Ecosyste.ms: Awesome

An open API service indexing awesome lists of open source software.

Awesome Lists | Featured Topics | Projects

https://github.com/ycheng517/tabletop-handybot

A low-cost AI powered robotic arm assistant that listens to your voice commands and can carry out a variety of tabletop tasks.
https://github.com/ycheng517/tabletop-handybot

ai computer-vision llm robot-assistant robotic-arm robotics ros2 vlm

Last synced: 3 months ago
JSON representation

A low-cost AI powered robotic arm assistant that listens to your voice commands and can carry out a variety of tabletop tasks.
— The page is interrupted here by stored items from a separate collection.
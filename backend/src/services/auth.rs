//! Authentication service for user registration, login, and token management

use bcrypt::{hash, verify, DEFAULT_COST};
use chrono::{DateTime, Duration, Utc};
use jsonwebtoken::{decode, encode, DecodingKey, EncodingKey, Header, Validation};
use serde::{Deserialize, Serialize};
use uuid::Uuid;
use validator::Validate;

use shared::models::{User, UserRole};

use crate::config::Config;
use crate::error::{AppError, AppResult};
use crate::store::{self, collections, Store};

/// Authentication service
#[derive(Clone)]
pub struct AuthService {
    store: Store,
    jwt_secret: String,
    access_token_expiry: i64,
    refresh_token_expiry: i64,
}

/// Input for registering a new user
#[derive(Debug, Deserialize, Validate)]
pub struct RegisterInput {
    #[validate(email(message = "Invalid email address"))]
    pub email: String,
    /// Defaults to the local part of the email when absent
    pub username: Option<String>,
    #[validate(length(min = 8, message = "Password must be at least 8 characters"))]
    pub password: String,
    #[serde(default)]
    pub role: UserRole,
}

/// Input for logging in
#[derive(Debug, Deserialize)]
pub struct LoginInput {
    pub email: String,
    pub password: String,
}

/// Input for refreshing tokens
#[derive(Debug, Deserialize)]
pub struct RefreshInput {
    pub refresh_token: String,
}

/// Response carrying the user and a fresh token pair
#[derive(Debug, Serialize)]
pub struct AuthResponse {
    pub user: User,
    pub access_token: String,
    pub refresh_token: String,
    pub token_type: String,
    pub expires_in: i64,
}

/// JWT claims structure
#[derive(Debug, Serialize, Deserialize)]
pub struct Claims {
    /// User ID
    pub sub: String,
    pub username: String,
    pub role: UserRole,
    /// "access" or "refresh"
    pub token_type: String,
    pub exp: i64,
    pub iat: i64,
}

/// User record as stored, including the password hash
#[derive(Debug, Clone, Serialize, Deserialize)]
pub struct UserRecord {
    pub id: Uuid,
    pub email: String,
    pub username: String,
    pub password_hash: String,
    pub role: UserRole,
    pub is_active: bool,
    pub created_at: DateTime<Utc>,
}

impl UserRecord {
    fn to_user(&self) -> User {
        User {
            id: self.id,
            email: self.email.clone(),
            username: self.username.clone(),
            role: self.role,
        }
    }
}

fn map_validation_errors(errors: validator::ValidationErrors) -> AppError {
    for (field, field_errors) in errors.field_errors() {
        if let Some(error) = field_errors.first() {
            let message = error
                .message
                .clone()
                .map(|m| m.to_string())
                .unwrap_or_else(|| "Invalid value".to_string());
            return AppError::validation(field, message);
        }
    }
    AppError::validation("input", "Invalid input")
}

impl AuthService {
    /// Create a new AuthService instance
    pub fn new(store: Store, config: &Config) -> Self {
        Self {
            store,
            jwt_secret: config.jwt.secret.clone(),
            access_token_expiry: config.jwt.access_token_expiry,
            refresh_token_expiry: config.jwt.refresh_token_expiry,
        }
    }

    /// Register a new user account
    pub async fn register(&self, input: RegisterInput) -> AppResult<AuthResponse> {
        input.validate().map_err(map_validation_errors)?;

        let email = input.email.trim().to_lowercase();

        let users: Vec<UserRecord> =
            store::fetch_all(self.store.as_ref(), collections::USERS).await?;
        if users.iter().any(|user| user.email.eq_ignore_ascii_case(&email)) {
            return Err(AppError::Conflict {
                resource: "user".to_string(),
                message: "An account with this email already exists".to_string(),
            });
        }

        let username = input
            .username
            .filter(|name| !name.trim().is_empty())
            .unwrap_or_else(|| {
                email
                    .split('@')
                    .next()
                    .unwrap_or("user")
                    .to_string()
            });

        let password_hash = hash(&input.password, DEFAULT_COST)
            .map_err(|err| AppError::Internal(format!("Password hashing failed: {}", err)))?;

        let user = UserRecord {
            id: Uuid::new_v4(),
            email,
            username,
            password_hash,
            role: input.role,
            is_active: true,
            created_at: Utc::now(),
        };

        store::put(
            self.store.as_ref(),
            collections::USERS,
            &user.id.to_string(),
            &user,
        )
        .await?;

        self.respond_with_tokens(&user)
    }

    /// Authenticate with email and password
    pub async fn login(&self, input: LoginInput) -> AppResult<AuthResponse> {
        let users: Vec<UserRecord> =
            store::fetch_all(self.store.as_ref(), collections::USERS).await?;
        let user = users
            .into_iter()
            .find(|user| user.email.eq_ignore_ascii_case(input.email.trim()))
            .ok_or(AppError::InvalidCredentials)?;

        let password_matches = verify(&input.password, &user.password_hash)
            .map_err(|err| AppError::Internal(format!("Password verification failed: {}", err)))?;
        if !password_matches || !user.is_active {
            return Err(AppError::InvalidCredentials);
        }

        self.respond_with_tokens(&user)
    }

    /// Exchange a refresh token for a fresh token pair
    pub async fn refresh(&self, input: RefreshInput) -> AppResult<AuthResponse> {
        let claims = self.decode_token(&input.refresh_token)?;
        if claims.token_type != "refresh" {
            return Err(AppError::InvalidToken);
        }

        let user_id = Uuid::parse_str(&claims.sub).map_err(|_| AppError::InvalidToken)?;
        let user: UserRecord = store::fetch_one(
            self.store.as_ref(),
            collections::USERS,
            &user_id.to_string(),
        )
        .await?
        .ok_or(AppError::InvalidToken)?;

        if !user.is_active {
            return Err(AppError::InvalidCredentials);
        }

        self.respond_with_tokens(&user)
    }

    /// Load the profile of an authenticated user
    pub async fn me(&self, user_id: Uuid) -> AppResult<User> {
        let user: UserRecord = store::fetch_one(
            self.store.as_ref(),
            collections::USERS,
            &user_id.to_string(),
        )
        .await?
        .ok_or_else(|| AppError::NotFound("User".to_string()))?;
        Ok(user.to_user())
    }

    /// Decode and validate a token issued by this service
    pub fn decode_token(&self, token: &str) -> AppResult<Claims> {
        decode::<Claims>(
            token,
            &DecodingKey::from_secret(self.jwt_secret.as_bytes()),
            &Validation::default(),
        )
        .map(|data| data.claims)
        .map_err(|err| match err.kind() {
            jsonwebtoken::errors::ErrorKind::ExpiredSignature => AppError::TokenExpired,
            _ => AppError::InvalidToken,
        })
    }

    fn respond_with_tokens(&self, user: &UserRecord) -> AppResult<AuthResponse> {
        Ok(AuthResponse {
            user: user.to_user(),
            access_token: self.issue_token(user, "access", self.access_token_expiry)?,
            refresh_token: self.issue_token(user, "refresh", self.refresh_token_expiry)?,
            token_type: "Bearer".to_string(),
            expires_in: self.access_token_expiry,
        })
    }

    fn issue_token(
        &self,
        user: &UserRecord,
        token_type: &str,
        expiry_seconds: i64,
    ) -> AppResult<String> {
        let now = Utc::now();
        let claims = Claims {
            sub: user.id.to_string(),
            username: user.username.clone(),
            role: user.role,
            token_type: token_type.to_string(),
            exp: (now + Duration::seconds(expiry_seconds)).timestamp(),
            iat: now.timestamp(),
        };

        encode(
            &Header::default(),
            &claims,
            &EncodingKey::from_secret(self.jwt_secret.as_bytes()),
        )
        .map_err(|err| AppError::Internal(format!("Token creation failed: {}", err)))
    }
}
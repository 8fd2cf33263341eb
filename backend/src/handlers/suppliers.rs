//! HTTP handlers for supplier management endpoints

use axum::{
    extract::{Path, State},
    Json,
};
use uuid::Uuid;

use crate::error::{AppError, AppResult};
use crate::middleware::CurrentUser;
use crate::models::Supplier;
use crate::services::supplier::{SupplierInput, SupplierService};
use crate::AppState;

/// List all suppliers
pub async fn list_suppliers(
    State(state): State<AppState>,
    _current_user: CurrentUser,
) -> AppResult<Json<Vec<Supplier>>> {
    let service = SupplierService::new(state.store.clone());
    let suppliers = service.list().await?;
    Ok(Json(suppliers))
}

/// Create a supplier
pub async fn create_supplier(
    State(state): State<AppState>,
    _current_user: CurrentUser,
    Json(input): Json<SupplierInput>,
) -> AppResult<Json<Supplier>> {
    let service = SupplierService::new(state.store.clone());
    let supplier = service.create(input).await?;
    Ok(Json(supplier))
}

/// Replace a supplier
pub async fn update_supplier(
    State(state): State<AppState>,
    _current_user: CurrentUser,
    Path(supplier_id): Path<Uuid>,
    Json(input): Json<SupplierInput>,
) -> AppResult<Json<Supplier>> {
    let service = SupplierService::new(state.store.clone());
    let supplier = service.update(supplier_id, input).await?;
    Ok(Json(supplier))
}

/// Delete a supplier (admin only)
///
/// Blocked while any inventory item references the supplier.
pub async fn delete_supplier(
    State(state): State<AppState>,
    current_user: CurrentUser,
    Path(supplier_id): Path<Uuid>,
) -> AppResult<Json<()>> {
    if !current_user.0.is_admin() {
        return Err(AppError::InsufficientPermissions);
    }
    let service = SupplierService::new(state.store.clone());
    service.delete(supplier_id).await?;
    Ok(Json(()))
}
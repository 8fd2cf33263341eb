//! HTTP handlers for product and category endpoints

use axum::{
    extract::{Path, State},
    Json,
};
use serde::Serialize;
use uuid::Uuid;

use crate::error::{AppError, AppResult};
use crate::middleware::CurrentUser;
use crate::models::{Category, Product};
use crate::services::catalog::{CatalogService, CategoryInput, ProductInput, ProductWithAvailability};
use crate::services::inventory::InventoryService;
use crate::AppState;

/// Availability of a single product
#[derive(Debug, Serialize)]
pub struct AvailabilityResponse {
    pub product_id: Uuid,
    pub available: bool,
}

fn catalog_service(state: &AppState) -> CatalogService {
    let ledger = InventoryService::new(state.store.clone(), state.stock_locks.clone());
    CatalogService::new(state.store.clone(), ledger)
}

/// List all products
pub async fn list_products(
    State(state): State<AppState>,
    _current_user: CurrentUser,
) -> AppResult<Json<Vec<Product>>> {
    let products = catalog_service(&state).list_products().await?;
    Ok(Json(products))
}

/// List all products decorated with availability, for the POS grid
pub async fn list_products_with_availability(
    State(state): State<AppState>,
    _current_user: CurrentUser,
) -> AppResult<Json<Vec<ProductWithAvailability>>> {
    let products = catalog_service(&state).list_with_availability().await?;
    Ok(Json(products))
}

/// Get a product
pub async fn get_product(
    State(state): State<AppState>,
    _current_user: CurrentUser,
    Path(product_id): Path<Uuid>,
) -> AppResult<Json<Product>> {
    let product = catalog_service(&state).get_product(product_id).await?;
    Ok(Json(product))
}

/// Availability of a single product
pub async fn get_product_availability(
    State(state): State<AppState>,
    _current_user: CurrentUser,
    Path(product_id): Path<Uuid>,
) -> AppResult<Json<AvailabilityResponse>> {
    let available = catalog_service(&state).is_available(product_id).await?;
    Ok(Json(AvailabilityResponse {
        product_id,
        available,
    }))
}

/// Create a product
pub async fn create_product(
    State(state): State<AppState>,
    _current_user: CurrentUser,
    Json(input): Json<ProductInput>,
) -> AppResult<Json<Product>> {
    let product = catalog_service(&state).create_product(input).await?;
    Ok(Json(product))
}

/// Replace a product, including its recipe
pub async fn update_product(
    State(state): State<AppState>,
    _current_user: CurrentUser,
    Path(product_id): Path<Uuid>,
    Json(input): Json<ProductInput>,
) -> AppResult<Json<Product>> {
    let product = catalog_service(&state)
        .update_product(product_id, input)
        .await?;
    Ok(Json(product))
}

/// Delete a product (admin only)
pub async fn delete_product(
    State(state): State<AppState>,
    current_user: CurrentUser,
    Path(product_id): Path<Uuid>,
) -> AppResult<Json<()>> {
    if !current_user.0.is_admin() {
        return Err(AppError::InsufficientPermissions);
    }
    catalog_service(&state).delete_product(product_id).await?;
    Ok(Json(()))
}

/// List all categories
pub async fn list_categories(
    State(state): State<AppState>,
    _current_user: CurrentUser,
) -> AppResult<Json<Vec<Category>>> {
    let categories = catalog_service(&state).list_categories().await?;
    Ok(Json(categories))
}

/// Create a category
pub async fn create_category(
    State(state): State<AppState>,
    _current_user: CurrentUser,
    Json(input): Json<CategoryInput>,
) -> AppResult<Json<Category>> {
    let category = catalog_service(&state).create_category(input).await?;
    Ok(Json(category))
}
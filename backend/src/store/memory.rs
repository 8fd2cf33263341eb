//! In-memory document store for tests and local runs

use std::collections::BTreeMap;

use async_trait::async_trait;
use serde_json::Value;
use tokio::sync::RwLock;

use super::{DocumentStore, StoreResult};

#[derive(Default)]
pub struct MemoryStore {
    collections: RwLock<BTreeMap<String, BTreeMap<String, Value>>>,
}

impl MemoryStore {
    pub fn new() -> Self {
        Self::default()
    }
}

#[async_trait]
impl DocumentStore for MemoryStore {
    async fn read_all(&self, collection: &str) -> StoreResult<BTreeMap<String, Value>> {
        let collections = self.collections.read().await;
        Ok(collections.get(collection).cloned().unwrap_or_default())
    }

    async fn read_one(&self, collection: &str, key: &str) -> StoreResult<Option<Value>> {
        let collections = self.collections.read().await;
        Ok(collections
            .get(collection)
            .and_then(|records| records.get(key))
            .cloned())
    }

    async fn write_one(&self, collection: &str, key: &str, record: Value) -> StoreResult<()> {
        let mut collections = self.collections.write().await;
        collections
            .entry(collection.to_string())
            .or_default()
            .insert(key.to_string(), record);
        Ok(())
    }

    async fn patch_one(&self, collection: &str, key: &str, fields: Value) -> StoreResult<()> {
        let mut collections = self.collections.write().await;
        let record = collections
            .get_mut(collection)
            .and_then(|records| records.get_mut(key));

        if let (Some(Value::Object(target)), Value::Object(fields)) = (record, fields) {
            for (field, value) in fields {
                target.insert(field, value);
            }
        }
        Ok(())
    }

    async fn delete_one(&self, collection: &str, key: &str) -> StoreResult<()> {
        let mut collections = self.collections.write().await;
        if let Some(records) = collections.get_mut(collection) {
            records.remove(key);
        }
        Ok(())
    }
}
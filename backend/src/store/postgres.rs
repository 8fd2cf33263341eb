//! Postgres-backed document store
//!
//! Records live in a single `documents` table keyed by (collection, key)
//! with the payload as JSONB; partial updates use a JSONB merge.

use std::collections::BTreeMap;

use async_trait::async_trait;
use serde_json::Value;
use sqlx::{PgPool, Row};

use super::{DocumentStore, StoreResult};

#[derive(Clone)]
pub struct PgStore {
    pool: PgPool,
}

impl PgStore {
    pub fn new(pool: PgPool) -> Self {
        Self { pool }
    }

    pub fn pool(&self) -> &PgPool {
        &self.pool
    }
}

#[async_trait]
impl DocumentStore for PgStore {
    async fn read_all(&self, collection: &str) -> StoreResult<BTreeMap<String, Value>> {
        let rows = sqlx::query("SELECT key, data FROM documents WHERE collection = $1")
            .bind(collection)
            .fetch_all(&self.pool)
            .await?;

        let mut records = BTreeMap::new();
        for row in rows {
            records.insert(row.get::<String, _>("key"), row.get::<Value, _>("data"));
        }
        Ok(records)
    }

    async fn read_one(&self, collection: &str, key: &str) -> StoreResult<Option<Value>> {
        let row = sqlx::query("SELECT data FROM documents WHERE collection = $1 AND key = $2")
            .bind(collection)
            .bind(key)
            .fetch_optional(&self.pool)
            .await?;

        Ok(row.map(|r| r.get::<Value, _>("data")))
    }

    async fn write_one(&self, collection: &str, key: &str, record: Value) -> StoreResult<()> {
        sqlx::query(
            r#"
            INSERT INTO documents (collection, key, data)
            VALUES ($1, $2, $3)
            ON CONFLICT (collection, key)
            DO UPDATE SET data = EXCLUDED.data, updated_at = now()
            "#,
        )
        .bind(collection)
        .bind(key)
        .bind(record)
        .execute(&self.pool)
        .await?;

        Ok(())
    }

    async fn patch_one(&self, collection: &str, key: &str, fields: Value) -> StoreResult<()> {
        sqlx::query(
            r#"
            UPDATE documents
            SET data = data || $3, updated_at = now()
            WHERE collection = $1 AND key = $2
            "#,
        )
        .bind(collection)
        .bind(key)
        .bind(fields)
        .execute(&self.pool)
        .await?;

        Ok(())
    }

    async fn delete_one(&self, collection: &str, key: &str) -> StoreResult<()> {
        sqlx::query("DELETE FROM documents WHERE collection = $1 AND key = $2")
            .bind(collection)
            .bind(key)
            .execute(&self.pool)
            .await?;

        Ok(())
    }
}
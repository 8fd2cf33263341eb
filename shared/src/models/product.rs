//! Product and category models

use rust_decimal::Decimal;
use serde::{Deserialize, Serialize};
use uuid::Uuid;

/// A menu category (e.g., "Espresso Drinks", "Pastries")
#[derive(Debug, Clone, Serialize, Deserialize)]
pub struct Category {
    pub id: Uuid,
    pub name: String,
    pub description: Option<String>,
}

/// One inventory requirement of a product recipe
///
/// The quantity is per single unit of the product and may be expressed in
/// any unit compatible with the inventory item's stocking unit.
#[derive(Debug, Clone, Serialize, Deserialize)]
pub struct RecipeItem {
    pub inventory_id: Uuid,
    pub quantity: Decimal,
    /// Unit of measurement for this requirement (e.g., "ml", "tbsp", "pieces")
    pub unit: Option<String>,
}

/// A priced menu item, optionally backed by a recipe of inventory requirements
#[derive(Debug, Clone, Serialize, Deserialize)]
pub struct Product {
    pub id: Uuid,
    pub name: String,
    pub description: Option<String>,
    pub price: Decimal,
    pub category_id: Uuid,
    /// Inventory requirements per unit sold. Empty means always available.
    #[serde(default)]
    pub recipe: Vec<RecipeItem>,
}

impl Product {
    pub fn has_recipe(&self) -> bool {
        !self.recipe.is_empty()
    }
}
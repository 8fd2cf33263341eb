//! Inventory ledger service
//!
//! Owns all mutation of stock quantities. Adjustments are additive, clamp at
//! zero rather than erroring, and every stored quantity is rounded to 2
//! decimal places after mutation. Read-modify-write cycles are serialized
//! per item through an in-process lock; a writer on another backend instance
//! can still race, in which case the store's last write wins.

use std::collections::HashMap;
use std::sync::Arc;

use chrono::Utc;
use dashmap::DashMap;
use rust_decimal::{Decimal, RoundingStrategy};
use serde::Deserialize;
use serde_json::json;
use tokio::sync::{Mutex, OwnedMutexGuard};
use uuid::Uuid;

use shared::models::InventoryItem;
use shared::validation;

use crate::error::{AppError, AppResult};
use crate::store::{self, collections, Store};

/// Per-item mutexes serializing stock read-modify-write cycles
#[derive(Clone, Default)]
pub struct StockLocks {
    inner: Arc<DashMap<Uuid, Arc<Mutex<()>>>>,
}

impl StockLocks {
    pub fn new() -> Self {
        Self::default()
    }

    async fn acquire(&self, inventory_id: Uuid) -> OwnedMutexGuard<()> {
        let lock = self
            .inner
            .entry(inventory_id)
            .or_insert_with(|| Arc::new(Mutex::new(())))
            .clone();
        lock.lock_owned().await
    }
}

/// Inventory service owning stock levels
#[derive(Clone)]
pub struct InventoryService {
    store: Store,
    locks: StockLocks,
}

/// Input for creating or replacing an inventory item
#[derive(Debug, Deserialize)]
pub struct InventoryItemInput {
    pub name: String,
    pub description: Option<String>,
    pub supplier_id: Uuid,
    pub category_id: Option<Uuid>,
    pub quantity: Decimal,
    pub unit: Option<String>,
    pub base_unit: Option<String>,
    pub pieces_per_unit: Option<Decimal>,
    pub reorder_point: Option<Decimal>,
}

/// Stored quantities are kept at 2 decimal places, halves away from zero
fn round_stock(quantity: Decimal) -> Decimal {
    quantity.round_dp_with_strategy(2, RoundingStrategy::MidpointAwayFromZero)
}

impl InventoryService {
    /// Create a new InventoryService instance
    pub fn new(store: Store, locks: StockLocks) -> Self {
        Self { store, locks }
    }

    /// List all inventory items, sorted by name
    pub async fn list(&self) -> AppResult<Vec<InventoryItem>> {
        let mut items: Vec<InventoryItem> =
            store::fetch_all(self.store.as_ref(), collections::INVENTORY).await?;
        items.sort_by(|a, b| a.name.to_lowercase().cmp(&b.name.to_lowercase()));
        Ok(items)
    }

    /// Snapshot of all inventory items keyed by id
    pub async fn items_by_id(&self) -> AppResult<HashMap<Uuid, InventoryItem>> {
        let items: Vec<InventoryItem> =
            store::fetch_all(self.store.as_ref(), collections::INVENTORY).await?;
        Ok(items.into_iter().map(|item| (item.id, item)).collect())
    }

    /// Get an inventory item by id
    pub async fn get(&self, inventory_id: Uuid) -> AppResult<InventoryItem> {
        store::fetch_one(
            self.store.as_ref(),
            collections::INVENTORY,
            &inventory_id.to_string(),
        )
        .await?
        .ok_or_else(|| AppError::NotFound("Inventory item".to_string()))
    }

    /// Get an inventory item by exact name, case-insensitively
    pub async fn get_by_name(&self, name: &str) -> AppResult<InventoryItem> {
        let items: Vec<InventoryItem> =
            store::fetch_all(self.store.as_ref(), collections::INVENTORY).await?;
        items
            .into_iter()
            .find(|item| item.name.eq_ignore_ascii_case(name))
            .ok_or_else(|| AppError::NotFound("Inventory item".to_string()))
    }

    /// Create a new inventory item
    pub async fn create(&self, input: InventoryItemInput) -> AppResult<InventoryItem> {
        Self::validate(&input)?;

        let item = InventoryItem {
            id: Uuid::new_v4(),
            name: input.name,
            description: input.description,
            supplier_id: input.supplier_id,
            category_id: input.category_id,
            quantity: round_stock(input.quantity),
            unit: input.unit,
            base_unit: input.base_unit,
            pieces_per_unit: input.pieces_per_unit,
            reorder_point: input.reorder_point,
            last_updated: Utc::now(),
        };

        store::put(
            self.store.as_ref(),
            collections::INVENTORY,
            &item.id.to_string(),
            &item,
        )
        .await?;
        Ok(item)
    }

    /// Replace an inventory item wholesale
    pub async fn update(
        &self,
        inventory_id: Uuid,
        input: InventoryItemInput,
    ) -> AppResult<InventoryItem> {
        Self::validate(&input)?;

        let _guard = self.locks.acquire(inventory_id).await;
        self.get(inventory_id).await?;

        let item = InventoryItem {
            id: inventory_id,
            name: input.name,
            description: input.description,
            supplier_id: input.supplier_id,
            category_id: input.category_id,
            quantity: round_stock(input.quantity.max(Decimal::ZERO)),
            unit: input.unit,
            base_unit: input.base_unit,
            pieces_per_unit: input.pieces_per_unit,
            reorder_point: input.reorder_point,
            last_updated: Utc::now(),
        };

        store::put(
            self.store.as_ref(),
            collections::INVENTORY,
            &inventory_id.to_string(),
            &item,
        )
        .await?;
        Ok(item)
    }

    /// Additively adjust stock, clamping at zero
    ///
    /// Requesting to remove more than is available succeeds and floors the
    /// quantity at zero; the clamp is silent.
    pub async fn adjust(&self, inventory_id: Uuid, delta: Decimal) -> AppResult<InventoryItem> {
        let _guard = self.locks.acquire(inventory_id).await;

        let key = inventory_id.to_string();
        let mut item: InventoryItem =
            store::fetch_one(self.store.as_ref(), collections::INVENTORY, &key)
                .await?
                .ok_or_else(|| AppError::NotFound("Inventory item".to_string()))?;

        let quantity = round_stock((item.quantity + delta).max(Decimal::ZERO));
        let now = Utc::now();

        store::patch(
            self.store.as_ref(),
            collections::INVENTORY,
            &key,
            json!({ "quantity": quantity, "last_updated": now }),
        )
        .await?;

        item.quantity = quantity;
        item.last_updated = now;
        Ok(item)
    }

    /// Set stock to an absolute level, clamping at zero
    ///
    /// `reason` is recorded in the log only; it is not validated or stored.
    pub async fn set_stock(
        &self,
        inventory_id: Uuid,
        quantity: Decimal,
        reason: Option<String>,
    ) -> AppResult<InventoryItem> {
        let _guard = self.locks.acquire(inventory_id).await;

        let key = inventory_id.to_string();
        let mut item: InventoryItem =
            store::fetch_one(self.store.as_ref(), collections::INVENTORY, &key)
                .await?
                .ok_or_else(|| AppError::NotFound("Inventory item".to_string()))?;

        let quantity = round_stock(quantity.max(Decimal::ZERO));
        let now = Utc::now();

        store::patch(
            self.store.as_ref(),
            collections::INVENTORY,
            &key,
            json!({ "quantity": quantity, "last_updated": now }),
        )
        .await?;

        tracing::info!(
            %inventory_id,
            %quantity,
            reason = reason.as_deref().unwrap_or("not given"),
            "stock level set manually"
        );

        item.quantity = quantity;
        item.last_updated = now;
        Ok(item)
    }

    /// Delete an inventory item
    ///
    /// Recipes referencing the item are not checked here; checkout tolerates
    /// dangling references by skipping them.
    pub async fn delete(&self, inventory_id: Uuid) -> AppResult<()> {
        self.get(inventory_id).await?;
        self.store
            .delete_one(collections::INVENTORY, &inventory_id.to_string())
            .await?;
        Ok(())
    }

    /// Items below their reorder threshold
    pub async fn list_low_stock(&self) -> AppResult<Vec<InventoryItem>> {
        Ok(self
            .list()
            .await?
            .into_iter()
            .filter(|item| item.is_low_stock())
            .collect())
    }

    fn validate(input: &InventoryItemInput) -> AppResult<()> {
        validation::validate_name(&input.name).map_err(|msg| AppError::validation("name", msg))?;
        validation::validate_non_negative_quantity(input.quantity)
            .map_err(|msg| AppError::validation("quantity", msg))?;
        validation::validate_pieces_per_unit(input.pieces_per_unit)
            .map_err(|msg| AppError::validation("pieces_per_unit", msg))?;
        Ok(())
    }
}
Awesome Lists containing this project

README

        

# Tabletop HandyBot

A low-cost AI powered robotic arm assistant that listens to your voice commands
and can carry out a variety of tabletop tasks. Currently it can pick and place
arbitrary objects presented in front of it. The total BOM is around $2300 USD.

## Video Demo

| Rolling Dice | Picking Markers |
| :--------------------------------------------------------------------------------------: | :--------------------------------------------------------------------------------------------: |
| [![Roll Dice](./assets/roll_dice_thumbnail.png)](https://youtube.com/shorts/xAmPpvCZZU4) | [![Pick Markers](./assets/pick_markers_thumbnail.png)](https://youtube.com/shorts/fsCkS7HvgGo) |

## System Architecture

![System Architecture](./assets/architecture_diagram.png)

### Technology Used

- [AR4 Robot](https://www.anninrobotics.com/): a $2000 robot arm that can lift 5lb dumbbells
- [ar4_ros_driver](https://github.com/ycheng517/ar4_ros_driver): ROS driver for the arm
- [Realsense D435](https://store.intelrealsense.com/buy-intel-realsense-depth-camera-d435.html?_ga=2.156205052.639062113.1715864879-1357777019.1715864879): a reliable $300 RGBD camera
- [realsense-ros](https://github.com/IntelRealSense/realsense-ros): ROS wrapper for the camera
- [Whisper Mic](https://github.com/mallorbc/whisper_mic): Convenient library for using OpenAI Whisper with a microphone
- [Grounding DINO](https://github.com/IDEA-Research/Grounded-Segment-Anything/tree/main/GroundingDINO) A SOTA zero-shot object detector that can detect any object.
- [Segment Anything](https://github.com/IDEA-Research/Grounded-Segment-Anything/tree/main/segment_anything): A SOTA zero-shot object segmentation model that can segment any object.
- [OpenAI Assistants](https://platform.openai.com/docs/assistants/overview): an API that calls ChatGPT with specific instructions and function calls

## Setup

### Pre-requisites

You should have [ROS 2 Iron](https://docs.ros.org/en/iron/index.html) installed on Ubuntu 22.04.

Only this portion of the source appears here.